> WHAT THE TASK ASKS
Once every line holding "whose" in the listing below has been found, give their number and nothing more.
* * *
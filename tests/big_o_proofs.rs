//! Big-O complexity proofs for MinHeap operations
//!
//! This module empirically verifies that heap operations meet their
//! theoretical complexity bounds using the `big-o-test` crate.
//!
//! ## Testing Strategy
//!
//! We use `test_algorithm` to measure batch operations:
//! - bottom-up construction is O(n) for n elements, not O(n log n)
//! - n inserts in ascending order are O(n), since nothing sifts up
//! - n pops are O(n log n)
//!
//! Note: These are empirical tests, not formal proofs. They detect significant
//! deviations from expected behavior but may not catch subtle issues with
//! specific input patterns.

use big_o_test::{test_algorithm, BigOAlgorithmComplexity};
use min_heap::MinHeap;

use ctor::ctor;
use parking_lot::RwLock;
use std::sync::Arc;

/// Sets up the ENV, affecting the Rust's test runner
#[ctor]
fn setup_env() {
    // timing measurements are skewed by tests running alongside
    std::env::set_var("RUST_TEST_THREADS", "1");
}

fn descending(n: i32) -> Vec<i32> {
    (0..n).rev().collect()
}

#[test]
fn test_min_heap_bulk_build() {
    let heap = Arc::new(RwLock::new(MinHeap::<i32>::new()));

    test_algorithm(
        "MinHeap bulk build",
        3,
        || {
            heap.write().clear();
        },
        20_000,
        || {
            *heap.write() = MinHeap::from(descending(20_000));
            42
        },
        40_000,
        || {
            *heap.write() = MinHeap::from(descending(40_000));
            42
        },
        BigOAlgorithmComplexity::ON,
        BigOAlgorithmComplexity::ON,
    );
}

#[test]
fn test_min_heap_ascending_insert() {
    let heap = Arc::new(RwLock::new(MinHeap::<i32>::new()));

    test_algorithm(
        "MinHeap ascending insert batch",
        3,
        || {
            *heap.write() = MinHeap::new();
        },
        20_000,
        || {
            let mut h = heap.write();
            for i in 0..20_000 {
                h.insert(i);
            }
            42
        },
        40_000,
        || {
            let mut h = heap.write();
            for i in 0..40_000 {
                h.insert(i);
            }
            42
        },
        BigOAlgorithmComplexity::ON,
        BigOAlgorithmComplexity::ON,
    );
}

#[test]
fn test_min_heap_pop_batch() {
    let heap = Arc::new(RwLock::new(MinHeap::<i32>::new()));

    test_algorithm(
        "MinHeap pop batch",
        3,
        || {
            *heap.write() = MinHeap::new();
        },
        20_000,
        || {
            let mut h = heap.write();
            *h = MinHeap::from(descending(20_000));
            for _ in 0..20_000 {
                assert!(h.pop().is_some(), "pop() must succeed on a non-empty heap");
            }
            42
        },
        40_000,
        || {
            let mut h = heap.write();
            *h = MinHeap::from(descending(40_000));
            for _ in 0..40_000 {
                assert!(h.pop().is_some(), "pop() must succeed on a non-empty heap");
            }
            42
        },
        BigOAlgorithmComplexity::ONLogN,
        BigOAlgorithmComplexity::ON,
    );
}
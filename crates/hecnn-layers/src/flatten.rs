// SPDX-License-Identifier: LGPL-3.0-only
//
// This file is provided WITHOUT ANY WARRANTY;
// without even the implied warranty of MERCHANTABILITY
// or FITNESS FOR A PARTICULAR PURPOSE.

//! Flatten: reshapes `H x W x C` into a length-`H*W*C` vector in row-major
//! `(h, w, c)` order, per spec.md §4.3, grounded in
//! `examples/original_source/ppcnn/ppcnn_server/cnn/flatten.cpp`. Consumes
//! no multiplicative level.

use crate::tensor::{Tensor3, Vector1};

pub struct FlattenOp {
    pub in_height: usize,
    pub in_width: usize,
    pub in_channels: usize,
}

impl FlattenOp {
    pub fn new(in_height: usize, in_width: usize, in_channels: usize) -> Self {
        Self {
            in_height,
            in_width,
            in_channels,
        }
    }

    pub fn out_units(&self) -> usize {
        self.in_height * self.in_width * self.in_channels
    }

    pub fn forward(&self, input: &Tensor3) -> Vector1 {
        let mut flattened = Vec::with_capacity(self.out_units());
        for ih in 0..self.in_height {
            for iw in 0..self.in_width {
                for ic in 0..self.in_channels {
                    flattened.push(input[[ih, iw, ic]].clone());
                }
            }
        }
        flattened
    }
}

#[cfg(test)]
mod tests {
    use super::*;

    #[test]
    fn out_units_is_the_product_of_dims() {
        let op = FlattenOp::new(4, 4, 8);
        assert_eq!(op.out_units(), 128);
    }
}
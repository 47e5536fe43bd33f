// SPDX-License-Identifier: LGPL-3.0-only
//
// This file is provided WITHOUT ANY WARRANTY;
// without even the implied warranty of MERCHANTABILITY
// or FITNESS FOR A PARTICULAR PURPOSE.

//! Query & Result Queues (spec.md §4.7) and the Result Lifetime Manager
//! (spec.md §4.9), grounded in
//! `examples/original_source/ppcnn/ppcnn_server/ppcnn_server_calcmanager.cpp`'s
//! `CalcManager::push_query` / `pop_result` / `cleanup_results`.

mod bounded;

pub use bounded::{BoundedQueue, DEFAULT_POLL_INTERVAL};

use std::time::Duration;

use hecnn_model::{CoreError, CoreResult, Query, QueryId, QueryResult};
use tracing::{debug, warn};

/// Queue of queries awaiting a worker, bounded by `max_concurrent_queries`.
pub struct QueryQueue {
    inner: BoundedQueue<Query>,
}

impl QueryQueue {
    pub fn new(capacity: usize) -> Self {
        Self { inner: BoundedQueue::new(capacity) }
    }

    pub fn len(&self) -> usize {
        self.inner.len()
    }

    pub fn is_empty(&self) -> bool {
        self.inner.is_empty()
    }

    /// Accepts `query`, assigning it a fresh [`QueryId`], or rejects it with
    /// `QueryQueueFull` if the queue is already at `max_concurrent_queries`
    /// — spec.md §8's boundary behavior.
    pub fn submit(&self, query: Query) -> CoreResult<QueryId> {
        self.inner.push_new(query).map_err(|err| match err {
            CoreError::QueryQueueFull { capacity } => CoreError::QueryQueueFull { capacity },
            other => other,
        })
    }

    /// Blocks until any query is available, for a worker to claim.
    pub async fn claim(&self, poll_interval: Duration) -> (QueryId, Query) {
        self.inner.pop_any_blocking(poll_interval).await
    }
}

impl Default for QueryQueue {
    fn default() -> Self {
        Self::new(16)
    }
}

/// Queue of completed results awaiting client pickup, bounded by
/// `max_results`, with lifetime-based eviction per spec.md §4.9.
pub struct ResultQueue {
    inner: BoundedQueue<QueryResult>,
    result_lifetime_sec: i64,
}

impl ResultQueue {
    pub fn new(capacity: usize, result_lifetime_sec: i64) -> Self {
        Self {
            inner: BoundedQueue::new(capacity),
            result_lifetime_sec,
        }
    }

    pub fn len(&self) -> usize {
        self.inner.len()
    }

    pub fn is_empty(&self) -> bool {
        self.inner.is_empty()
    }

    /// Pushes `result` under `id`. If the queue is at capacity, first runs
    /// the Result Lifetime Manager's sweep — evicting every entry whose age
    /// is `>= result_lifetime_sec` — then retries exactly once, grounded in
    /// `CalcManager::cleanup_results`:
    /// `if (rque_.size() >= max_results_) { ...sweep...; }` followed by the
    /// original push. If the queue is still full after the sweep, the push
    /// is rejected with `ResultQueueFull`.
    pub fn push(&self, id: QueryId, result: QueryResult) -> CoreResult<()> {
        if self.inner.is_full() {
            let evicted = self.sweep_expired();
            if evicted > 0 {
                debug!(evicted, "result lifetime manager evicted expired results");
            }
        }
        self.inner.push(id, result).map(|_| ()).map_err(|err| match err {
            CoreError::QueryQueueFull { capacity } => CoreError::ResultQueueFull { capacity },
            other => other,
        })
    }

    /// Removes and returns the result for `id`, if present and not yet
    /// evicted. Callers distinguish "not ready yet" from "evicted" by
    /// separately checking whether the id was ever pushed; this queue alone
    /// cannot tell the two apart once the entry is gone, matching the
    /// original `rque_.pop` contract.
    pub fn try_take(&self, id: QueryId) -> Option<QueryResult> {
        self.inner.try_pop(id)
    }

    /// Blocks indefinitely until `id`'s result is available, waking up to
    /// re-check every `poll_interval` in case a push was missed — grounded
    /// in `CalcManager::pop_result`'s own indefinite retry loop.
    pub async fn take_blocking(&self, id: QueryId, poll_interval: Duration) -> Option<QueryResult> {
        self.inner.pop_blocking(id, poll_interval).await
    }

    /// Evicts every result whose age is `>= result_lifetime_sec`, returning
    /// the number evicted. Exposed directly so a background sweep task can
    /// run this on a timer in addition to the push-triggered sweep.
    pub fn sweep_expired(&self) -> usize {
        let expired = self.inner.ids_older_than(self.result_lifetime_sec, QueryResult::age_secs);
        for id in &expired {
            if self.inner.try_pop(*id).is_none() {
                warn!(query_id = ?id, "result lifetime sweep raced a concurrent take");
            }
        }
        expired.len()
    }
}

#[cfg(test)]
mod tests {
    use super::*;
    use hecnn_model::{ActivationFamily, ComputationParams, OptLevel};

    fn sample_query() -> Query {
        let params = ComputationParams {
            img_height: 0,
            img_width: 0,
            img_channels: 0,
            label_count: 10,
            dataset: "mnist".to_string(),
            model: "CKKS-square".to_string(),
            opt_level: OptLevel::All,
            activation: ActivationFamily::Square,
        };
        Query::new(1, params, vec![]).expect("zero-shape query always validates")
    }

    #[test]
    fn submit_rejects_once_at_capacity() {
        let queue = QueryQueue::new(1);
        queue.submit(sample_query()).unwrap();
        assert!(matches!(queue.submit(sample_query()), Err(CoreError::QueryQueueFull { capacity: 1 })));
    }

    #[test]
    fn result_push_rejects_when_full_and_nothing_expired() {
        let queue = ResultQueue::new(1, 3600);
        let id_a = QueryId::new();
        let id_b = QueryId::new();
        queue.push(id_a, QueryResult::success(1, id_a, vec![])).unwrap();
        assert!(matches!(queue.push(id_b, QueryResult::success(1, id_b, vec![])), Err(CoreError::ResultQueueFull { capacity: 1 })));
    }

    #[test]
    fn result_push_sweeps_expired_entries_before_rejecting() {
        let queue = ResultQueue::new(1, -1); // result_lifetime_sec < 0: everything is immediately "expired"
        let id_a = QueryId::new();
        let id_b = QueryId::new();
        queue.push(id_a, QueryResult::success(1, id_a, vec![])).unwrap();
        // id_a is already older than a negative lifetime, so the sweep
        // evicts it and the second push succeeds.
        queue.push(id_b, QueryResult::success(1, id_b, vec![])).unwrap();
        assert!(queue.try_take(id_a).is_none());
        assert!(queue.try_take(id_b).is_some());
    }

    #[test]
    fn try_take_removes_the_entry_once() {
        let queue = ResultQueue::new(4, 3600);
        let id = QueryId::new();
        queue.push(id, QueryResult::success(1, id, vec![])).unwrap();
        assert!(queue.try_take(id).is_some());
        assert!(queue.try_take(id).is_none());
    }
}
* * *
> ANSWER SECTION
2